//! Synthetic host world.

use std::collections::HashMap;

use rand::{Rng, SeedableRng};
use rand_chacha::ChaCha8Rng;
use tracing::trace;

use tempo_core::prelude::*;

/// Counters for what the engine asked of the host.
#[derive(Debug, Clone, Copy, Default)]
pub struct HostCounters {
    pub effects: u64,
    pub resolved: u64,
    pub missed: u64,
    pub interrupted: u64,
    pub rejected: u64,
}

/// A population of actors with random stats and stocked inventories.
///
/// Spells are disrupted after they start with probability `interrupt_pct`,
/// and resolved actions miss with probability `miss_pct`.
pub struct SimHost {
    actors: HashMap<ActorId, ActorSnapshot>,
    rng: ChaCha8Rng,
    miss_pct: u32,
    interrupt_pct: u32,
    counters: HostCounters,
}

impl SimHost {
    pub fn new(population: u64, combat_pct: u32, seed: u64) -> Self {
        let mut rng = ChaCha8Rng::seed_from_u64(seed);
        let actors = (0..population)
            .map(|n| {
                let id = ActorId::new(n);
                let snapshot = ActorSnapshot {
                    stats: ActorStats {
                        dex: rng.gen_range(60..=125),
                        int: rng.gen_range(60..=125),
                    },
                    in_combat: rng.gen_range(0..100) < combat_pct,
                    resources: Resources {
                        mana: rng.gen_range(50..=200),
                        bandages: rng.gen_range(0..=20),
                        wand_charges: rng.gen_range(0..=30),
                        ammo: rng.gen_range(0..=200),
                    },
                    ..ActorSnapshot::alive(id)
                };
                (id, snapshot)
            })
            .collect();

        Self {
            actors,
            rng,
            miss_pct: 20,
            interrupt_pct: 5,
            counters: HostCounters::default(),
        }
    }

    #[must_use]
    pub fn with_interrupt_pct(mut self, pct: u32) -> Self {
        self.interrupt_pct = pct.min(100);
        self
    }

    pub fn counters(&self) -> HostCounters {
        self.counters
    }
}

impl HostEffects for SimHost {
    fn snapshot(&self, actor: ActorId) -> Option<ActorSnapshot> {
        self.actors.get(&actor).copied()
    }

    fn play_effect(&mut self, actor: ActorId, action: &ActionDescriptor) -> Result<(), RoutineError> {
        self.counters.effects += 1;
        if action.kind == ActionKind::Spell && self.rng.gen_range(0..100) < self.interrupt_pct {
            if let Some(snapshot) = self.actors.get_mut(&actor) {
                snapshot.interrupted = true;
            }
        }
        Ok(())
    }

    fn resolve(&mut self, actor: ActorId, action: &ActionDescriptor) -> Result<ResolutionOutcome, RoutineError> {
        let snapshot = self
            .actors
            .get_mut(&actor)
            .ok_or_else(|| RoutineError::Host(format!("{actor} vanished mid-action")))?;

        let r = &mut snapshot.resources;
        match action.kind {
            ActionKind::Swing => r.ammo = r.ammo.saturating_sub(1),
            ActionKind::Spell => r.mana = r.mana.saturating_sub(1),
            ActionKind::Bandage => r.bandages = r.bandages.saturating_sub(1),
            ActionKind::Wand => r.wand_charges = r.wand_charges.saturating_sub(1),
        }

        if self.rng.gen_range(0..100) < self.miss_pct {
            self.counters.missed += 1;
            Ok(ResolutionOutcome::missed())
        } else {
            self.counters.resolved += 1;
            Ok(ResolutionOutcome::landed())
        }
    }

    fn interrupted(&mut self, actor: ActorId, action: &ActionDescriptor) {
        self.counters.interrupted += 1;
        if let Some(snapshot) = self.actors.get_mut(&actor) {
            snapshot.interrupted = false;
        }
        trace!(actor = %actor, action = %action, "cast disrupted");
    }

    fn rejected(&mut self, _actor: ActorId, _action: &ActionDescriptor, _reason: RejectReason) {
        self.counters.rejected += 1;
    }
}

* **THE PROBLEM**
I need all of the records above retyped exactly, please.

* **RESULT OF THE EXERCISE**
//! Synthetic host world.

use std::collections::HashMap;

use rand::{Rng, SeedableRng};
use rand_chacha::ChaCha8Rng;
use tracing::trace;

use tempo_core::prelude::*;

/// Counters for what the engine asked of the host.
#[derive(Debug, Clone, Copy, Default)]
pub struct HostCounters {
    pub effects: u64,
    pub resolved: u64,
    pub missed: u64,
    pub interrupted: u64,
    pub rejected: u64,
}

/// A population of actors with random stats and stocked inventories.
///
/// Spells are disrupted after they start with probability `interrupt_pct`,
/// and resolved actions miss with probability `miss_pct`.
pub struct SimHost {
    actors: HashMap<ActorId, ActorSnapshot>,
    rng: ChaCha8Rng,
    miss_pct: u32,
    interrupt_pct: u32,
    counters: HostCounters,
}

impl SimHost {
    pub fn new(population: u64, combat_pct: u32, seed: u64) -> Self {
        let mut rng = ChaCha8Rng::seed_from_u64(seed);
        let actors = (0..population)
            .map(|n| {
                let id = ActorId::new(n);
                let snapshot = ActorSnapshot {
                    stats: ActorStats {
                        dex: rng.gen_range(60..=125),
                        int: rng.gen_range(60..=125),
                    },
                    in_combat: rng.gen_range(0..100) < combat_pct,
                    resources: Resources {
                        mana: rng.gen_range(50..=200),
                        bandages: rng.gen_range(0..=20),
                        wand_charges: rng.gen_range(0..=30),
                        ammo: rng.gen_range(0..=200),
                    },
                    ..ActorSnapshot::alive(id)
                };
                (id, snapshot)
            })
            .collect();

        Self {
            actors,
            rng,
            miss_pct: 20,
            interrupt_pct: 5,
            counters: HostCounters::default(),
        }
    }

    #[must_use]
    pub fn with_interrupt_pct(mut self, pct: u32) -> Self {
        self.interrupt_pct = pct.min(100);
        self
    }

    pub fn counters(&self) -> HostCounters {
        self.counters
    }
}

impl HostEffects for SimHost {
    fn snapshot(&self, actor: ActorId) -> Option<ActorSnapshot> {
        self.actors.get(&actor).copied()
    }

    fn play_effect(&mut self, actor: ActorId, action: &ActionDescriptor) -> Result<(), RoutineError> {
        self.counters.effects += 1;
        if action.kind == ActionKind::Spell && self.rng.gen_range(0..100) < self.interrupt_pct {
            if let Some(snapshot) = self.actors.get_mut(&actor) {
                snapshot.interrupted = true;
            }
        }
        Ok(())
    }

    fn resolve(&mut self, actor: ActorId, action: &ActionDescriptor) -> Result<ResolutionOutcome, RoutineError> {
        let snapshot = self
            .actors
            .get_mut(&actor)
            .ok_or_else(|| RoutineError::Host(format!("{actor} vanished mid-action")))?;

        let r = &mut snapshot.resources;
        match action.kind {
            ActionKind::Swing => r.ammo = r.ammo.saturating_sub(1),
            ActionKind::Spell => r.mana = r.mana.saturating_sub(1),
            ActionKind::Bandage => r.bandages = r.bandages.saturating_sub(1),
            ActionKind::Wand => r.wand_charges = r.wand_charges.saturating_sub(1),
        }

        if self.rng.gen_range(0..100) < self.miss_pct {
            self.counters.missed += 1;
            Ok(ResolutionOutcome::missed())
        } else {
            self.counters.resolved += 1;
            Ok(ResolutionOutcome::landed())
        }
    }

    fn interrupted(&mut self, actor: ActorId, action: &ActionDescriptor) {
        self.counters.interrupted += 1;
        if let Some(snapshot) = self.actors.get_mut(&actor) {
            snapshot.interrupted = false;
        }
        trace!(actor = %actor, action = %action, "cast disrupted");
    }

    fn rejected(&mut self, _actor: ActorId, _action: &ActionDescriptor, _reason: RejectReason) {
        self.counters.rejected += 1;
    }
}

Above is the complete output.